[Saved entries]

****************************************

use async_trait::async_trait;
use chrono::{DateTime, NaiveDate, Utc};
use uuid::Uuid;

use crate::models::{Block, Course, Flight, FlightStatus, SeasonalSchedule, StartingHole};
use crate::tee_time::TeeTime;
use crate::BoxError;

/// Read-only access to course configuration.
#[async_trait]
pub trait CourseRepository: Send + Sync {
    /// Tenant-scoped: a course owned by another tenant comes back as `None`.
    async fn get_course(
        &self,
        tenant_id: Uuid,
        course_id: Uuid,
    ) -> Result<Option<Course>, BoxError>;

    /// The active seasonal schedule covering `date`, with its intervals.
    async fn find_active_schedule(
        &self,
        course_id: Uuid,
        date: NaiveDate,
    ) -> Result<Option<SeasonalSchedule>, BoxError>;
}

/// Read-only access to blackout windows.
#[async_trait]
pub trait BlockRepository: Send + Sync {
    /// Every recurring block of the course plus the one-off blocks overlapping
    /// `[window_start, window_end)`, in insertion order.
    async fn find_block_candidates(
        &self,
        course_id: Uuid,
        window_start: DateTime<Utc>,
        window_end: DateTime<Utc>,
    ) -> Result<Vec<Block>, BoxError>;
}

/// Flight persistence. Every query is tenant-scoped.
#[async_trait]
pub trait FlightRepository: Send + Sync {
    async fn get_flight(
        &self,
        tenant_id: Uuid,
        flight_id: Uuid,
    ) -> Result<Option<Flight>, BoxError>;

    /// Non-cancelled flights for `[from, to]`, ordered by date, time, then
    /// creation.
    async fn list_active_flights(
        &self,
        tenant_id: Uuid,
        course_id: Uuid,
        from: NaiveDate,
        to: NaiveDate,
    ) -> Result<Vec<Flight>, BoxError>;

    /// Sum of players held by non-cancelled flights at one slot-key, read
    /// straight from the primary store.
    async fn count_booked_players(
        &self,
        tenant_id: Uuid,
        course_id: Uuid,
        tee_date: NaiveDate,
        tee_time: TeeTime,
        starting_hole: StartingHole,
    ) -> Result<u32, BoxError>;

    /// Atomically claims the next booking sequence number for the tenant and
    /// year. Numbers are never handed out twice, even to callers holding
    /// different slot locks.
    async fn next_booking_sequence(&self, tenant_id: Uuid, year: i32) -> Result<u32, BoxError>;

    /// Inserts the flight and its players in one transaction. A clashing
    /// booking number fails with [`crate::DuplicateKey`].
    async fn insert_flight(&self, flight: &Flight) -> Result<(), BoxError>;

    /// Rewrites the flight row and its player list in one transaction, but
    /// only while the stored status still equals `expected`. Otherwise fails
    /// with [`crate::StaleWrite`] and changes nothing.
    async fn update_flight(&self, flight: &Flight, expected: FlightStatus) -> Result<(), BoxError>;
}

****************************************

## Exercise prompt
Out of the preceding entries, pull every line containing the string "StartingHole".

## Answer to the exercise
use crate::models::{Block, Course, Flight, FlightStatus, SeasonalSchedule, StartingHole};
        starting_hole: StartingHole,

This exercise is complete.